Command line tool to perform sentiment analysis written in C++ with Docker.
yasa can be built as a Docker image. The Dockerfile
located in the project root directory takes care of all the steps to build the image. You only have to cd
to the root directory and run:
$ docker build -t yasa .
This command will download all the needed dependencies, it will execute all the tests and finally Docker image called yasa
will be built.
The Docker image can be directly executed with the Docker run
command.
The following command is an example of usage:
$ docker run \
--mount type=bind,source=<path-to-yasa.db>,target=/yasa.db \
--mount type=bind,source=<path-to-pos-dir>,target=/<pos-dir>,readonly \
--mount type=bind,source=<path-to-neg-dir>,target=/<neg-dir>,readonly \
--rm --tty yasa train -p <pos-dir> -n <neg-dir>
After trained, the model is able to classify a text file using the following command:
$ docker run \
--mount type=bind,source=<path-to-yasa.db>,target=/yasa.db \
--mount type=bind,source=<path-to-file-to-classify>,target=/<file-to-classify>,readonly \
--rm --tty yasa classify -f <file-to-classify>
The yasa.db
file must exists (you can create it with $ touch yasa.db
), moreover files and directories used must be bound to the container, which can be achieved with Docker volumes or Docker bind mounts. The training phase will update this file yasa.db
, which can be stored and used later for the classification phase or for another training.

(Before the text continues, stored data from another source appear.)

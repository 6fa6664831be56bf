use axum::{
    extract::{rejection::QueryRejection, Query, State},
    http::StatusCode,
    Json,
};
use serde::Serialize;

use crate::models::SchoolDistanceRow;
use crate::services::school_service::{CreatedSchool, SchoolError, SchoolService};
use crate::web::extract::JsonPayload;

#[derive(Debug, Serialize)]
pub struct CreatedSchoolResponse {
    #[serde(flatten)]
    school: CreatedSchool,
    message: &'static str,
}

pub async fn create_school_handler(
    State(service): State<SchoolService>,
    JsonPayload(payload): JsonPayload,
) -> Result<(StatusCode, Json<CreatedSchoolResponse>), SchoolError> {
    let school = service.create_school(&payload).await?;
    Ok((
        StatusCode::CREATED,
        Json(CreatedSchoolResponse {
            school,
            message: "School added successfully",
        }),
    ))
}

pub async fn list_schools_handler(
    State(service): State<SchoolService>,
    query: Result<Query<Vec<(String, String)>>, QueryRejection>,
) -> Result<Json<Vec<SchoolDistanceRow>>, SchoolError> {
    let Query(pairs) = query.map_err(|e| {
        tracing::warn!(error = %e, "school_list_query_rejected");
        SchoolError::InvalidReferencePoint
    })?;

    let latitude = query_param(&pairs, "latitude");
    let longitude = query_param(&pairs, "longitude");
    service
        .list_schools_by_distance(latitude.as_deref(), longitude.as_deref())
        .await
        .map(Json)
}

// A repeated key reads as its values joined with commas (`?a=1&a=2` is "1,2").
fn query_param(pairs: &[(String, String)], key: &str) -> Option<String> {
    let values: Vec<&str> = pairs
        .iter()
        .filter(|(k, _)| k == key)
        .map(|(_, v)| v.as_str())
        .collect();
    (!values.is_empty()).then(|| values.join(","))
}
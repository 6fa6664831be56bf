use axum::{
    async_trait,
    body::Bytes,
    extract::{FromRequest, Request},
    http::StatusCode,
    response::{IntoResponse, Response},
    Json,
};
use serde_json::Value;

/// Request body as untyped JSON.
///
/// An empty body reads as `{}`. Anything that is not a JSON object or array
/// is rejected with the `Invalid JSON payload` response; a body over the
/// router's size limit gets 413.
#[derive(Debug, Clone)]
pub struct JsonPayload(pub Value);

#[derive(Debug)]
pub enum PayloadRejection {
    InvalidJson,
    TooLarge,
}

impl IntoResponse for PayloadRejection {
    fn into_response(self) -> Response {
        let (status, message) = match self {
            PayloadRejection::InvalidJson => (StatusCode::BAD_REQUEST, "Invalid JSON payload"),
            PayloadRejection::TooLarge => (StatusCode::PAYLOAD_TOO_LARGE, "Payload too large"),
        };
        (status, Json(serde_json::json!({ "message": message }))).into_response()
    }
}

#[async_trait]
impl<S> FromRequest<S> for JsonPayload
where
    S: Send + Sync,
{
    type Rejection = PayloadRejection;

    async fn from_request(req: Request, state: &S) -> Result<Self, Self::Rejection> {
        let bytes = Bytes::from_request(req, state).await.map_err(|e| {
            tracing::warn!(error = %e, status = %e.status(), "request_body_read_failed");
            if e.status() == StatusCode::PAYLOAD_TOO_LARGE {
                PayloadRejection::TooLarge
            } else {
                PayloadRejection::InvalidJson
            }
        })?;

        if bytes.iter().all(u8::is_ascii_whitespace) {
            return Ok(Self(Value::Object(Default::default())));
        }

        match serde_json::from_slice::<Value>(&bytes) {
            Ok(value @ (Value::Object(_) | Value::Array(_))) => Ok(Self(value)),
            Ok(_) => {
                tracing::warn!("request_body_not_object_or_array");
                Err(PayloadRejection::InvalidJson)
            }
            Err(e) => {
                tracing::warn!(error = %e, "request_body_invalid_json");
                Err(PayloadRejection::InvalidJson)
            }
        }
    }
}
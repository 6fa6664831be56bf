pub mod error;
pub mod extract;
pub mod routes;

use axum::{routing::get, Router};
use http::header::{HeaderValue, CACHE_CONTROL};
use tower_http::catch_panic::CatchPanicLayer;
use tower_http::set_header::SetResponseHeaderLayer;
use tower_http::trace::TraceLayer;

use crate::services::school_service::SchoolService;
use routes::{home, schools};

/// Full application router; school routes live under `/api`.
pub fn build_router(service: SchoolService) -> Router {
    let api_routes = Router::new().route(
        "/schools",
        get(schools::list_schools_handler).post(schools::create_school_handler),
    );

    Router::new()
        .route("/", get(home::home_handler))
        .nest("/api", api_routes)
        .layer(SetResponseHeaderLayer::if_not_present(
            CACHE_CONTROL,
            HeaderValue::from_static("no-store"),
        ))
        .layer(TraceLayer::new_for_http())
        .layer(CatchPanicLayer::new())
        .with_state(service)
}
pub mod school_repo;
pub mod school_store;
use std::cmp::Ordering;
use std::sync::Arc;

use serde::Serialize;
use serde_json::Value;
use thiserror::Error;
use tracing::{info, warn};

use crate::database::school_repo::NewSchool;
use crate::database::school_store::SchoolStore;
use crate::models::SchoolDistanceRow;
use crate::services::geo::haversine_km;
use crate::services::school_validation::{parse_float_prefix, parse_school_payload, FieldError};

#[derive(Debug, Error)]
pub enum SchoolError {
    #[error("{} field(s) failed validation", .0.len())]
    Validation(Vec<FieldError>),

    #[error("Valid latitude and longitude are required")]
    InvalidReferencePoint,

    #[error("A school with the same name, address, latitude, and longitude already exists")]
    Conflict,

    #[error("Database error: {0}")]
    Store(#[from] sqlx::Error),
}

/// Result of a successful create: the assigned id plus the fields as submitted.
#[derive(Debug, Clone, PartialEq, Serialize)]
pub struct CreatedSchool {
    pub id: i64,
    pub name: String,
    pub address: String,
    pub latitude: Value,
    pub longitude: Value,
}

#[derive(Clone)]
pub struct SchoolService {
    store: Arc<dyn SchoolStore>,
}

impl SchoolService {
    pub fn new(store: Arc<dyn SchoolStore>) -> Self {
        Self { store }
    }

    /// Validates the payload, rejects duplicates on `(name, latitude, longitude)` and inserts.
    ///
    /// The duplicate lookup and the insert are two separate store calls, so
    /// concurrent creators with the same key can both succeed.
    pub async fn create_school(&self, payload: &Value) -> Result<CreatedSchool, SchoolError> {
        let submission = parse_school_payload(payload).map_err(SchoolError::Validation)?;

        let existing = self
            .store
            .find_by_key(submission.name, submission.latitude, submission.longitude)
            .await?;
        if let Some(duplicate) = existing.first() {
            warn!(
                existing_id = duplicate.id,
                name = %submission.name,
                "school_create_conflict"
            );
            return Err(SchoolError::Conflict);
        }

        let id = self
            .store
            .insert_school(NewSchool {
                name: submission.name,
                address: submission.address,
                latitude: submission.latitude,
                longitude: submission.longitude,
            })
            .await?;

        info!(id, name = %submission.name, "school_created");

        Ok(CreatedSchool {
            id,
            name: submission.name.to_string(),
            address: submission.address.to_string(),
            latitude: submission.raw_latitude.clone(),
            longitude: submission.raw_longitude.clone(),
        })
    }

    /// Every school annotated with its distance from the reference point, nearest first.
    pub async fn list_schools_by_distance(
        &self,
        latitude: Option<&str>,
        longitude: Option<&str>,
    ) -> Result<Vec<SchoolDistanceRow>, SchoolError> {
        let (Some(lat0), Some(lon0)) = (reference_coordinate(latitude), reference_coordinate(longitude))
        else {
            return Err(SchoolError::InvalidReferencePoint);
        };

        let schools = self.store.list_schools().await?;
        let mut rows: Vec<SchoolDistanceRow> = schools
            .into_iter()
            .map(|school| {
                let distance = haversine_km(lat0, lon0, school.latitude, school.longitude);
                SchoolDistanceRow { school, distance }
            })
            .collect();

        // Stable: equal distances keep retrieval order.
        rows.sort_by(|a, b| compare_distance(a.distance, b.distance));

        Ok(rows)
    }
}

// Total order: ascending, with NaN (from infinite coordinates) after every number.
fn compare_distance(a: f64, b: f64) -> Ordering {
    match (a.is_nan(), b.is_nan()) {
        (false, false) => a.total_cmp(&b),
        (true, true) => Ordering::Equal,
        (true, false) => Ordering::Greater,
        (false, true) => Ordering::Less,
    }
}

fn reference_coordinate(raw: Option<&str>) -> Option<f64> {
    raw.filter(|s| !s.is_empty()).and_then(parse_float_prefix)
}
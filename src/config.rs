//! Runtime configuration read from the environment (after `.env` is loaded).

use thiserror::Error;

const DEFAULT_DATABASE_URL: &str = "sqlite://schools.db?mode=rwc";
const DEFAULT_HOST: &str = "127.0.0.1";
const DEFAULT_PORT: u16 = 3000;
const DEFAULT_MAX_CONNECTIONS: u32 = 5;

#[derive(Debug, Error, PartialEq, Eq)]
pub enum ConfigError {
    #[error("invalid value for {key}: {value:?}")]
    InvalidValue { key: &'static str, value: String },
}

#[derive(Debug, Clone, PartialEq, Eq)]
pub struct AppConfig {
    pub database_url: String,
    pub host: String,
    pub port: u16,
    pub max_connections: u32,
}

impl Default for AppConfig {
    fn default() -> Self {
        Self {
            database_url: DEFAULT_DATABASE_URL.to_string(),
            host: DEFAULT_HOST.to_string(),
            port: DEFAULT_PORT,
            max_connections: DEFAULT_MAX_CONNECTIONS,
        }
    }
}

impl AppConfig {
    /// Reads `DATABASE_URL`, `HOST`, `PORT` and `DB_MAX_CONNECTIONS`.
    pub fn from_env() -> Result<Self, ConfigError> {
        Self::from_lookup(|key| std::env::var(key).ok())
    }

    pub fn from_lookup(lookup: impl Fn(&str) -> Option<String>) -> Result<Self, ConfigError> {
        let defaults = Self::default();
        Ok(Self {
            database_url: lookup("DATABASE_URL").unwrap_or(defaults.database_url),
            host: lookup("HOST").unwrap_or(defaults.host),
            port: parse_var(&lookup, "PORT")?.unwrap_or(defaults.port),
            max_connections: parse_var(&lookup, "DB_MAX_CONNECTIONS")?
                .unwrap_or(defaults.max_connections),
        })
    }

    pub fn socket_addr(&self) -> String {
        format!("{}:{}", self.host, self.port)
    }

    /// Address tried when the configured port is already taken.
    pub fn fallback_socket_addr(&self) -> String {
        format!("{}:{}", self.host, self.port.saturating_add(1))
    }
}

fn parse_var<T: std::str::FromStr>(
    lookup: &impl Fn(&str) -> Option<String>,
    key: &'static str,
) -> Result<Option<T>, ConfigError> {
    match lookup(key) {
        None => Ok(None),
        Some(value) => value
            .trim()
            .parse()
            .map(Some)
            .map_err(|_| ConfigError::InvalidValue { key, value }),
    }
}
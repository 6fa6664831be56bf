use axum::{
    http::StatusCode,
    response::{IntoResponse, Response},
    Json,
};
use serde_json::json;

use crate::services::school_service::SchoolError;

impl IntoResponse for SchoolError {
    fn into_response(self) -> Response {
        match self {
            SchoolError::Validation(errors) => {
                tracing::warn!(count = errors.len(), "school_validation_failed");
                (StatusCode::BAD_REQUEST, Json(json!({ "errors": errors }))).into_response()
            }
            SchoolError::InvalidReferencePoint => {
                tracing::warn!("school_list_invalid_reference_point");
                (
                    StatusCode::BAD_REQUEST,
                    Json(json!({ "message": self.to_string() })),
                )
                    .into_response()
            }
            SchoolError::Conflict => (
                StatusCode::CONFLICT,
                Json(json!({ "message": self.to_string() })),
            )
                .into_response(),
            SchoolError::Store(e) => {
                tracing::error!(error = %e, "school_store_failed");
                (
                    StatusCode::INTERNAL_SERVER_ERROR,
                    Json(json!({ "message": "Database error", "error": e.to_string() })),
                )
                    .into_response()
            }
        }
    }
}
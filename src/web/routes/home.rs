pub async fn home_handler() -> &'static str {
    "Hello, world!"
}
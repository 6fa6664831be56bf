pub mod geo;
pub mod school_service;
pub mod school_validation;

For example in order to train the underneath model with all the text files in the directories example/pos
and example/neg
, you can use the following command (it can take about 5 minutes):
$ docker run \
--mount type=bind,source="$PWD"/yasa.db,target=/yasa.db \
--mount type=bind,source="$PWD"/example/pos,target=/pos,readonly \
--mount type=bind,source="$PWD"/example/neg,target=/neg,readonly \
--rm --tty yasa train -p pos -n neg
If you want to classify e.g. the example/neg.txt
file with the model trained just before, you can use the following command:
$ docker run \
--mount type=bind,source="$PWD"/yasa.db,target=/yasa.db \
--mount type=bind,source="$PWD"/example/neg.txt,target=/neg.txt,readonly \
--rm --tty yasa classify -f neg.txt
These last three command can be executed simply by running the shell script run_example.sh
.
yasa can also be built in the local system. We have only tested it in Ubuntu 18.04. You need the following dependencies (which are easily installable in Ubuntu with apt-get
):
- CMake >= 3.10.2
- Google Test 1.8
- Google Mock 1.8
- SQLite 3.22 (libsqlite-dev in Ubuntu)
- clang-tidy >= 9
- gcov 7.4.0
- lcov 1.13
To build yasa and run all the tests with a coverage report:
$ mkdir build
$ cd build
$ cmake -j$(nproc) -DCMAKE_BUILD_TYPE=DEBUG ..
...
$ make -j$(nproc) RunAllTests
...
$ tests/RunAllTests
...
$ lcov --capture --directory . --output-file coverage.info
...
$ lcov --remove coverage.info \
'/usr/include/*' \
'/usr/local/include/*' \
$PWD'/tests/*' \
--quiet --output-file coverage.info
$ lcov --list coverage.info
...
To build yasa and install it in the system:
$ cmake -j$(nproc) -DCMAKE_BUILD_TYPE=Release ..
$ make -j$(nproc) yasa
$ cd src
$ sudo make install
To check if yasa is correctly installed run:
$ yasa --version
The main advantage with a local build is that you don't have to manage the data with Docker volumes or similar, you can directly run yasa on the local files and directories. For example:
$ yasa train -n example/neg -p example/pos
$ yasa classify -f example/pos.txt
...
$ yasa classify -f example/neg.txt